Apocalypse Ink Production is starting a new feature on our blog this month on Author Etiquette. AIP loves authors, we wouldn’t be in this business if we didn’t; but we have seen situations blow up that could have been prevented with just a little bit of patience, communication and common sense. Whether you are a new author or a pro, it’s sometimes handy to have a small reminder on how to handle a situation before it it gets ugly.
Patience is always a great quality to have especially if you are a writer. If you don’t already know, very few things in publishing move quickly. While it might not take long to write some short stories, once you submit, its a waiting game. You have to wait for deadlines then responses from editors. Sometimes this takes a while. It’s easy to lose patience when you are eager to hear a response.
Writer X sends off a short story to Publisher 1. Writer X sends the story at the beginning of the reading period so he knows he’s going to have to wait. Publisher 1’s first readers work through the slush pile sending up stories that they think are publishable.
As the deadline approaches Writer X begins to get excited as he should hear back first since he submitted early in the reading period. The deadline passes and so does the projected response date. Writer X has heard nothing.
Writer X emails Pubisher 1 and demands an answer on the submission but before Publisher 1 can respond, Writer X pulls the story.
This is an unfortunate situation for both the writer and the publisher. It isn’t exactly a common occurrence but it happens more often than you think.
While many publications run like a well oiled machine, sometimes there’s a glitch. Editors get sick or have real life issues or they receive more submissions than expected. Technical difficulties can cause a loss of submissions. Weather related issues can cause loss of electricity or the ability to access the internet. These problems and many more can cause a publication to get behind. Publishers often update the blogs or submission pages if such things happen but sometimes authors are left wondering what happened to their stories.
In cases like these, a query letter is the best response. A query letter is a polite request by an author on the status of a story. It often contains the title of the story, the date sent and a brief statement by the author. This is often sent after the response time has passed. Most publications post response times on their submissions page but it’s not always accurate. Sometimes an author must resort to Duotrope or the Submission Grinder for more details on response times.

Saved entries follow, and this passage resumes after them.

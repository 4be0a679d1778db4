//! Request and response DTOs for the simulation API.

use serde::{Deserialize, Serialize};
use uuid::Uuid;

use crate::simulation::{SimulationInfo, SimulationParameters, SimulationState, StateTransition};

#[derive(Debug, Serialize, Deserialize)]
pub struct CreateResponse {
    pub id: Uuid,
}

#[derive(Debug, Serialize, Deserialize)]
pub struct SimulationModel {
    pub id: Uuid,
    pub parameters: SimulationParameters,
    pub state: SimulationState,
    #[serde(default)]
    pub transitions: Vec<StateTransition>,
}

impl From<SimulationInfo> for SimulationModel {
    fn from(info: SimulationInfo) -> Self {
        Self {
            id: info.id,
            parameters: info.parameters,
            state: info.state,
            transitions: info.transitions,
        }
    }
}

#[derive(Debug, Serialize, Deserialize)]
pub struct ListResponse {
    pub items: Vec<SimulationModel>,
}

#[derive(Debug, Deserialize)]
pub struct UpdateRequest {
    /// Only `RUNNING` and `STOPPED` are accepted.
    pub state: SimulationState,
}

#[derive(Debug, Serialize, Deserialize)]
pub struct StateResponse {
    pub id: Uuid,
    pub state: SimulationState,
}

#[derive(Debug, Serialize, Deserialize)]
pub struct DeleteResponse {
    pub status: String,
}

#[derive(Debug, Deserialize)]
pub struct ResultsQuery {
    #[serde(default)]
    pub collection_name: Option<String>,
    /// Id of the simulation whose bundle is requested.
    pub dataset_name: String,
}

#[derive(Debug, Serialize, Deserialize)]
pub struct ErrorResponse {
    pub detail: String,
}
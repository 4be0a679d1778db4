//! External runner abstraction.
//!
//! A simulation never touches an OS process directly. It asks an
//! [`ExternalRunner`] to start a computation inside its working directory and
//! keeps the returned [`RunnerHandle`] for as long as the computation may be
//! alive.
//!
//! ```text
//!   Simulation::run ──start(params, workdir)──▶ ExternalRunner
//!         │                                          │
//!         ◀──────────── Box<dyn RunnerHandle> ───────┘
//!         │
//!         ├── is_alive()     non-blocking
//!         ├── exit_status()  Some(code) once dead, 0 = success
//!         └── terminate()    best-effort, fire-and-forget
//! ```

mod bundle;
mod error;
mod process;
#[cfg(test)]
pub(crate) mod testing;

use std::path::{Path, PathBuf};

use async_trait::async_trait;

use crate::simulation::SimulationParameters;

pub use bundle::{DEFAULT_BUNDLE_NAME, PARAMETERS_FILE, RUNNER_LOG_FILE, bundle_artifacts};
pub use error::{Result, RunnerError};
pub use process::{BUNDLE_FAILED_EXIT_CODE, KILLED_EXIT_CODE, ProcessHandle, ProcessRunner};

/// Launches external computations.
#[async_trait]
pub trait ExternalRunner: Send + Sync {
    /// Start a computation for `parameters` inside `working_dir`.
    ///
    /// Must return as soon as the computation is spawned.
    async fn start(
        &self,
        parameters: &SimulationParameters,
        working_dir: &Path,
    ) -> Result<Box<dyn RunnerHandle>>;

    /// Where a successful run leaves its output bundle.
    fn bundle_path(&self, working_dir: &Path) -> PathBuf;
}

/// Job-owned reference to one running computation.
pub trait RunnerHandle: Send + Sync {
    /// Non-blocking liveness check.
    fn is_alive(&self) -> bool;

    /// Exit status, defined once [`RunnerHandle::is_alive`] returns false.
    fn exit_status(&self) -> Option<i32>;

    /// Request forceful termination. Does not wait for the computation to exit.
    fn terminate(&mut self);
}
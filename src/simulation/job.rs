//! A single simulation: identity, state machine, and runner supervision.

use std::path::{Path, PathBuf};

use chrono::{DateTime, Utc};
use serde::Serialize;
use uuid::Uuid;

use crate::error::{Result, SimulationError};
use crate::runner::{ExternalRunner, KILLED_EXIT_CODE, RunnerHandle};
use crate::simulation::{SimulationParameters, SimulationState, StateTransition};

/// Snapshot of a simulation for callers outside the lock.
#[derive(Debug, Clone, Serialize)]
pub struct SimulationInfo {
    pub id: Uuid,
    pub parameters: SimulationParameters,
    pub state: SimulationState,
    pub created_at: DateTime<Utc>,
    pub started_at: Option<DateTime<Utc>>,
    pub finished_at: Option<DateTime<Utc>>,
    pub exit_code: Option<i32>,
    /// Every state change so far, oldest first.
    pub transitions: Vec<StateTransition>,
}

/// One tracked simulation.
///
/// State is evaluated lazily: while `RUNNING`, every read first asks the
/// runner handle whether the computation is still alive and advances to
/// `COMPLETED` or `FAILED` if it is not. Callers serialize access through the
/// per-simulation lock held by the registry.
pub struct Simulation {
    id: Uuid,
    parameters: SimulationParameters,
    state: SimulationState,
    working_dir: PathBuf,
    bundle_path: PathBuf,
    /// Present exactly while `state == Running`.
    handle: Option<Box<dyn RunnerHandle>>,
    exit_code: Option<i32>,
    created_at: DateTime<Utc>,
    started_at: Option<DateTime<Utc>>,
    finished_at: Option<DateTime<Utc>>,
    transitions: Vec<StateTransition>,
    deleted: bool,
}

impl Simulation {
    /// Create a simulation and its working directory under `simulations_root`.
    pub async fn create(
        simulations_root: &Path,
        parameters: SimulationParameters,
        runner: &dyn ExternalRunner,
    ) -> Result<Self> {
        let id = Uuid::new_v4();
        let working_dir = simulations_root.join(id.to_string());

        // create_dir (not create_dir_all): the directory must be ours alone.
        tokio::fs::create_dir(&working_dir).await?;

        tracing::info!(
            simulation_id = %id,
            "Simulation created with payload {}",
            parameters.as_value()
        );

        Ok(Self {
            id,
            bundle_path: runner.bundle_path(&working_dir),
            parameters,
            state: SimulationState::Created,
            working_dir,
            handle: None,
            exit_code: None,
            created_at: Utc::now(),
            started_at: None,
            finished_at: None,
            transitions: Vec::new(),
            deleted: false,
        })
    }

    /// Get the simulation id.
    pub fn id(&self) -> Uuid {
        self.id
    }

    /// Directory owned by this simulation. The runner writes here.
    pub fn working_dir(&self) -> &Path {
        &self.working_dir
    }

    /// Whether `delete` already reclaimed this simulation.
    pub fn is_deleted(&self) -> bool {
        self.deleted
    }

    /// Fails with `NotFound` once the simulation has been deleted.
    ///
    /// A caller may still hold the simulation after a concurrent delete
    /// removed it from the registry.
    pub fn ensure_present(&self) -> Result<()> {
        if self.deleted {
            return Err(SimulationError::not_found(self.id));
        }
        Ok(())
    }

    /// Current state, reconciled against the runner first.
    pub fn state(&mut self) -> SimulationState {
        self.reconcile();
        self.state
    }

    /// Path of the output bundle, only once the run completed.
    pub fn output_path(&mut self) -> Option<PathBuf> {
        match self.state() {
            SimulationState::Completed => Some(self.bundle_path.clone()),
            _ => None,
        }
    }

    /// Reconciled snapshot.
    pub fn info(&mut self) -> SimulationInfo {
        self.reconcile();
        SimulationInfo {
            id: self.id,
            parameters: self.parameters.clone(),
            state: self.state,
            created_at: self.created_at,
            started_at: self.started_at,
            finished_at: self.finished_at,
            exit_code: self.exit_code,
            transitions: self.transitions.clone(),
        }
    }

    /// Start the external runner.
    pub async fn run(&mut self, runner: &dyn ExternalRunner) -> Result<()> {
        self.ensure_present()?;

        let state = self.state();
        if state == SimulationState::Running {
            tracing::error!(simulation_id = %self.id, "Simulation already in progress");
            return Err(self.conflict("already in progress"));
        }
        if !state.can_transition_to(SimulationState::Running) {
            tracing::error!(simulation_id = %self.id, %state, "Simulation cannot be restarted");
            return Err(self.conflict("cannot be restarted, delete and recreate it"));
        }

        let handle = runner.start(&self.parameters, &self.working_dir).await?;
        self.handle = Some(handle);
        self.transition_to(SimulationState::Running, None)?;

        tracing::info!(simulation_id = %self.id, "Simulation started successfully");
        Ok(())
    }

    /// Terminate the runner and mark the simulation stopped.
    ///
    /// Does not wait for the process to exit.
    pub fn stop(&mut self) -> Result<()> {
        self.ensure_present()?;

        let Some(mut handle) = self.handle.take() else {
            tracing::error!(
                simulation_id = %self.id,
                "No process to stop. Is the simulation running?"
            );
            return Err(self.conflict("no process to stop"));
        };

        handle.terminate();
        self.transition_to(SimulationState::Stopped, Some("stopped on request".to_string()))?;

        tracing::info!(simulation_id = %self.id, "Simulation stopped successfully");
        Ok(())
    }

    /// Remove the working directory. Refused while running.
    pub async fn delete(&mut self) -> Result<()> {
        self.ensure_present()?;

        if !self.state().is_deletable() {
            tracing::error!(simulation_id = %self.id, "Cannot delete a running simulation");
            return Err(self.conflict("cannot delete while running"));
        }

        match tokio::fs::remove_dir_all(&self.working_dir).await {
            Ok(()) => {}
            Err(e) if e.kind() == std::io::ErrorKind::NotFound => {
                tracing::warn!(
                    simulation_id = %self.id,
                    working_dir = %self.working_dir.display(),
                    "Working directory already gone"
                );
            }
            Err(e) => return Err(e.into()),
        }
        self.deleted = true;

        tracing::info!(simulation_id = %self.id, "Simulation and related files deleted");
        Ok(())
    }

    fn reconcile(&mut self) {
        if self.state != SimulationState::Running {
            return;
        }
        let Some(handle) = self.handle.as_ref() else {
            return;
        };
        if handle.is_alive() {
            return;
        }

        let code = handle.exit_status().unwrap_or(KILLED_EXIT_CODE);
        self.exit_code = Some(code);
        self.handle = None;

        let result = if code == 0 {
            tracing::info!(simulation_id = %self.id, "Simulation is now completed");
            self.transition_to(SimulationState::Completed, None)
        } else {
            tracing::error!(simulation_id = %self.id, exit_code = code, "Error occurred in simulation");
            self.transition_to(
                SimulationState::Failed,
                Some(format!("runner exited with status {}", code)),
            )
        };
        if let Err(e) = result {
            tracing::error!(simulation_id = %self.id, "Failed to record runner exit: {}", e);
        }
    }

    fn transition_to(&mut self, target: SimulationState, reason: Option<String>) -> Result<()> {
        if !self.state.can_transition_to(target) {
            return Err(self.conflict(&format!("cannot transition to {}", target)));
        }

        let now = Utc::now();
        self.transitions.push(StateTransition {
            from: self.state,
            to: target,
            at: now,
            reason,
        });
        self.state = target;

        if target == SimulationState::Running {
            self.started_at = Some(now);
        } else if target.is_terminal() {
            self.finished_at = Some(now);
        }
        Ok(())
    }

    fn conflict(&self, reason: &str) -> SimulationError {
        SimulationError::Conflict {
            id: self.id,
            state: self.state,
            reason: reason.to_string(),
        }
    }
}

impl std::fmt::Debug for Simulation {
    fn fmt(&self, f: &mut std::fmt::Formatter<'_>) -> std::fmt::Result {
        f.debug_struct("Simulation")
            .field("id", &self.id)
            .field("state", &self.state)
            .field("working_dir", &self.working_dir)
            .field("has_handle", &self.handle.is_some())
            .field("deleted", &self.deleted)
            .finish()
    }
}
//! Error types for simforge.

use uuid::Uuid;

use crate::runner::RunnerError;
use crate::simulation::SimulationState;

/// Errors surfaced by the simulation lifecycle manager.
///
/// A nonzero exit of the external runner is not an error here: it shows up
/// as [`SimulationState::Failed`] on the next state read.
#[derive(Debug, thiserror::Error)]
pub enum SimulationError {
    /// The referenced simulation does not exist (or was already deleted).
    #[error("Simulation with id '{id}' not found")]
    NotFound { id: String },

    /// The requested transition is illegal in the current state.
    #[error("Simulation '{id}' is {state}: {reason}")]
    Conflict {
        id: Uuid,
        state: SimulationState,
        reason: String,
    },

    /// The caller asked for a target state that cannot be requested.
    #[error("{state} is not a supported state")]
    UnsupportedRequest { state: SimulationState },

    /// The external runner could not be started.
    #[error("Runner error: {0}")]
    Runner(#[from] RunnerError),

    /// Filesystem failure while managing a working directory.
    #[error("I/O error: {0}")]
    Io(#[from] std::io::Error),
}

impl SimulationError {
    pub fn not_found(id: impl ToString) -> Self {
        Self::NotFound { id: id.to_string() }
    }

    /// Coarse category used by callers to pick a response.
    pub fn kind(&self) -> ErrorKind {
        match self {
            Self::NotFound { .. } => ErrorKind::NotFound,
            Self::Conflict { .. } => ErrorKind::Conflict,
            Self::UnsupportedRequest { .. } => ErrorKind::UnsupportedRequest,
            Self::Runner(_) | Self::Io(_) => ErrorKind::Internal,
        }
    }
}

/// Error taxonomy exposed to the outer layers.
#[derive(Debug, Clone, Copy, PartialEq, Eq)]
pub enum ErrorKind {
    NotFound,
    Conflict,
    UnsupportedRequest,
    Internal,
}

/// Configuration errors.
#[derive(Debug, thiserror::Error)]
pub enum ConfigError {
    #[error("Missing required configuration: {key}")]
    MissingRequired { key: String },

    #[error("Invalid value for {key}: {message}")]
    InvalidValue { key: String, message: String },
}

/// Result type for lifecycle operations.
pub type Result<T> = std::result::Result<T, SimulationError>;
//! Terminal host: session guard, output encoding, view and platform.

mod output;
mod platform;
mod session;
mod view;

pub use output::OutputBuffer;
pub use platform::TerminalPlatform;
pub use session::TerminalSession;
pub use view::{DisplayCommand, TerminalView, ViewConfig};
//! Input: turning raw key records into queued events.
//!
//! [`InputAdapter`] is the producer handle the input subsystem calls from
//! whatever thread it runs on. Input is never dropped: delivery waits for
//! room in the queue. [`TerminalInput`] is a dedicated thread polling
//! crossterm and feeding an adapter.

use super::messages::{Event, InputKind, InputRecord, Key};
use super::queue::EventSender;
use crate::error::AppError;
use crossterm::event::{self, KeyEventKind};
use log::{debug, error, trace};
use std::sync::atomic::{AtomicBool, Ordering};
use std::sync::Arc;
use std::thread::{self, JoinHandle};
use std::time::Duration;

/// Producer handle for input records.
#[derive(Debug, Clone)]
pub struct InputAdapter {
    sender: EventSender,
}

impl InputAdapter {
    /// Wrap a queue producer.
    pub const fn new(sender: EventSender) -> Self {
        Self { sender }
    }

    /// Queue `record`, waiting for room if the queue is full.
    ///
    /// Fails only if the queue has been torn down.
    pub fn deliver(&self, record: InputRecord) -> Result<(), AppError> {
        trace!("Input {record:?}");
        self.sender.post(Event::Input(record))
    }
}

/// Input thread that polls terminal events.
pub struct TerminalInput {
    /// Handle to the input thread.
    handle: Option<JoinHandle<()>>,
    /// Flag to signal shutdown.
    shutdown: Arc<AtomicBool>,
}

impl TerminalInput {
    /// Spawn the input thread.
    ///
    /// # Arguments
    ///
    /// * `adapter` - Where input records are delivered.
    /// * `poll_timeout` - How long to wait for events before checking shutdown.
    ///
    /// # Errors
    ///
    /// Returns an error if the OS fails to spawn the input thread.
    pub fn spawn(adapter: InputAdapter, poll_timeout: Duration) -> std::io::Result<Self> {
        let shutdown = Arc::new(AtomicBool::new(false));
        let shutdown_clone = shutdown.clone();

        let handle = thread::Builder::new()
            .name("luxview-input".to_string())
            .spawn(move || Self::run_loop(&adapter, &shutdown_clone, poll_timeout))?;

        Ok(Self {
            handle: Some(handle),
            shutdown,
        })
    }

    /// Signal the input thread to stop and wait for it.
    pub fn stop(&mut self) {
        self.shutdown.store(true, Ordering::Relaxed);
        if let Some(handle) = self.handle.take() {
            let _ = handle.join();
        }
    }

    /// Main input polling loop.
    fn run_loop(adapter: &InputAdapter, shutdown: &AtomicBool, poll_timeout: Duration) {
        while !shutdown.load(Ordering::Relaxed) {
            let event = match event::poll(poll_timeout) {
                Ok(true) => match event::read() {
                    Ok(event) => event,
                    Err(e) => {
                        error!("Failed to read terminal event: {e}");
                        continue;
                    }
                },
                Ok(false) => continue,
                Err(e) => {
                    error!("Failed to poll terminal events: {e}");
                    thread::sleep(poll_timeout);
                    continue;
                }
            };

            let Some(record) = Self::convert_event(&event) else {
                continue;
            };
            if adapter.deliver(record).is_err() {
                debug!("Event queue gone, input thread exiting");
                break;
            }
        }
    }

    /// Convert a crossterm event to an input record.
    fn convert_event(event: &event::Event) -> Option<InputRecord> {
        let event::Event::Key(key_event) = event else {
            return None;
        };
        let key = Self::convert_key_code(key_event.code)?;
        let kind = match key_event.kind {
            KeyEventKind::Press => InputKind::Short,
            KeyEventKind::Repeat => InputKind::Repeat,
            KeyEventKind::Release => InputKind::Release,
        };
        Some(InputRecord::new(key, kind))
    }

    /// Map terminal keys onto the device keys.
    fn convert_key_code(code: event::KeyCode) -> Option<Key> {
        Some(match code {
            event::KeyCode::Up | event::KeyCode::Char('k') => Key::Up,
            event::KeyCode::Down | event::KeyCode::Char('j') => Key::Down,
            event::KeyCode::Left | event::KeyCode::Char('h') => Key::Left,
            event::KeyCode::Right | event::KeyCode::Char('l') => Key::Right,
            event::KeyCode::Enter | event::KeyCode::Char(' ') => Key::Ok,
            event::KeyCode::Esc
            | event::KeyCode::Backspace
            | event::KeyCode::Char('q' | 'Q') => Key::Back,
            _ => return None,
        })
    }
}

impl Drop for TerminalInput {
    fn drop(&mut self) {
        self.stop();
    }
}

#[cfg(test)]
mod tests {
    use super::*;
    use crate::actor::queue::EventQueue;
    use crossterm::event::{KeyCode, KeyEvent, KeyModifiers};

    fn key(code: KeyCode, kind: KeyEventKind) -> event::Event {
        let mut key = KeyEvent::new(code, KeyModifiers::NONE);
        key.kind = kind;
        event::Event::Key(key)
    }

    #[test]
    fn test_deliver_enqueues_input() {
        let queue = EventQueue::new(2);
        let adapter = InputAdapter::new(queue.sender());
        adapter.deliver(InputRecord::short(Key::Ok)).unwrap();

        let queue = queue.seal();
        assert_eq!(queue.recv(), Ok(Event::Input(InputRecord::short(Key::Ok))));
    }

    #[test]
    fn test_deliver_after_teardown_fails() {
        let queue = EventQueue::new(2);
        let adapter = InputAdapter::new(queue.sender());
        drop(queue);
        assert!(adapter.deliver(InputRecord::short(Key::Back)).is_err());
    }

    #[test]
    fn test_cancel_keys() {
        for code in [KeyCode::Esc, KeyCode::Backspace, KeyCode::Char('q')] {
            let record = TerminalInput::convert_event(&key(code, KeyEventKind::Press)).unwrap();
            assert_eq!(record, InputRecord::short(Key::Back));
        }
    }

    #[test]
    fn test_key_kinds() {
        let record = TerminalInput::convert_event(&key(KeyCode::Up, KeyEventKind::Repeat)).unwrap();
        assert_eq!(record, InputRecord::new(Key::Up, InputKind::Repeat));

        let record = TerminalInput::convert_event(&key(KeyCode::Enter, KeyEventKind::Release)).unwrap();
        assert_eq!(record, InputRecord::new(Key::Ok, InputKind::Release));
    }

    #[test]
    fn test_unmapped_events_are_ignored() {
        assert_eq!(TerminalInput::convert_event(&key(KeyCode::Char('x'), KeyEventKind::Press)), None);
        assert_eq!(TerminalInput::convert_event(&event::Event::FocusGained), None);
    }
}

The query letter notifies the publisher that the author would like a quick update on the status of the story. Publishers usually respond to queries quickly with a brief message on where the story is in the publication queue but sometimes no response is ever received. While queries are often more for the writer they can notify the publisher of problems. At times the query alerts the publisher that either the story has gotten lost, was never received or other problems. In these last cases, publishers usually try to rectify the situation as quickly as possible.
In the above situation, Writer X was not patient enough to allow the publisher time to respond. He did not wait to find out if his story was being held for consideration by the publisher--possibly for a special project or other edition. The editor could have had his hand hovering over the send button on a response when Writer X pulled the submission. We don’t know. Instead Writer X demanded a response and pulled the story before anyone had time to respond.
It’s difficult to wait, I’m very well aware of the fact. Some publications have an extremely long wait period and many go over the expected response time. But by being patient, you cultivate the air of being open to the publisher’s requests. It makes the editor more secure in their decision to take a chance on a story that could need some major edits. It improves your chance of your story being picked.
So next time you look at your spreadsheet or submission tracker and find a story that’s been held overly long, take the time to write a polite query letter to the publication. They will respond as soon as they are able. And in the mean time, don’t fret, write another story.